If you apriori believe in scopaesthesia, which means you already accept the existence of psychic phenomenas then you can mystify everything you want.
According to the abstract, the paper is about the paranormal phenomenon of apparently being able to sense being stared at without actually seeing the starer or getting any other sensory cue. That is a proper subject for parapsychological research. Sheldrake and Gomez-Marin don't seem to be trying to "mystify vision" and claim that vision isn't accomplished at least in part via the complex neurological mechanisms revealed by much research - they are just examining a purported psychic phenomenon related to physical vision in that it apparently is some form of telepathy experienced in a quasi visual form.
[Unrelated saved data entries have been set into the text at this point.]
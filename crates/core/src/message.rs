//! Turn domain types.
//!
//! A [`Turn`] is the canonical, dialect-free form of one message: whatever
//! shape the client sent, it is flattened into a role plus plain text before
//! trimming and delivery upstream.

use serde::{Deserialize, Serialize};

/// The role of a turn in a conversation.
#[derive(Debug, Clone, Copy, PartialEq, Eq, Hash, Serialize, Deserialize)]
#[serde(rename_all = "lowercase")]
pub enum Role {
    /// The requesting party
    User,
    /// The model
    Assistant,
    /// System instructions
    System,
}

impl Role {
    pub fn as_str(&self) -> &'static str {
        match self {
            Role::User => "user",
            Role::Assistant => "assistant",
            Role::System => "system",
        }
    }
}

impl std::fmt::Display for Role {
    fn fmt(&self, f: &mut std::fmt::Formatter<'_>) -> std::fmt::Result {
        f.write_str(self.as_str())
    }
}

/// One role-tagged message in a normalized history. Immutable once built.
#[derive(Debug, Clone, PartialEq, Eq, Serialize, Deserialize)]
pub struct Turn {
    pub role: Role,

    #[serde(rename = "content")]
    pub text: String,
}

impl Turn {
    pub fn new(role: Role, text: impl Into<String>) -> Self {
        Self {
            role,
            text: text.into(),
        }
    }

    /// Create a turn from the requesting party.
    pub fn user(text: impl Into<String>) -> Self {
        Self::new(Role::User, text)
    }

    /// Create an assistant turn.
    pub fn assistant(text: impl Into<String>) -> Self {
        Self::new(Role::Assistant, text)
    }

    /// Create a system turn.
    pub fn system(text: impl Into<String>) -> Self {
        Self::new(Role::System, text)
    }

    /// Length in characters, the unit the context budget is measured in.
    pub fn char_len(&self) -> usize {
        self.text.chars().count()
    }
}

#[cfg(test)]
mod tests {
    use super::*;

    #[test]
    fn turn_serializes_with_upstream_field_names() {
        let turn = Turn::user("hello");
        let json = serde_json::to_value(&turn).unwrap();
        assert_eq!(json, serde_json::json!({"role": "user", "content": "hello"}));
    }

    #[test]
    fn char_len_counts_scalars_not_bytes() {
        let turn = Turn::assistant("héllo✓");
        assert_eq!(turn.char_len(), 6);
        assert!(turn.text.len() > 6);
    }

    #[test]
    fn role_display_is_lowercase() {
        assert_eq!(Role::System.to_string(), "system");
        assert_eq!(Role::User.as_str(), "user");
    }
}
Of course the mechanics of vision are explained with a neurological computational process. That's not the point. Sheldrake and Gomez-Marin know that the mechanical neurological visual data processing behind it are necessary but not sufficient for visual perception. The neural vision data processing systems don't explain the resulting subjective visual perceptions, which involve the mystery of consciousness, and the mystery of how, apparently, a person can paranormally sense being stared at without any physical sensory cues.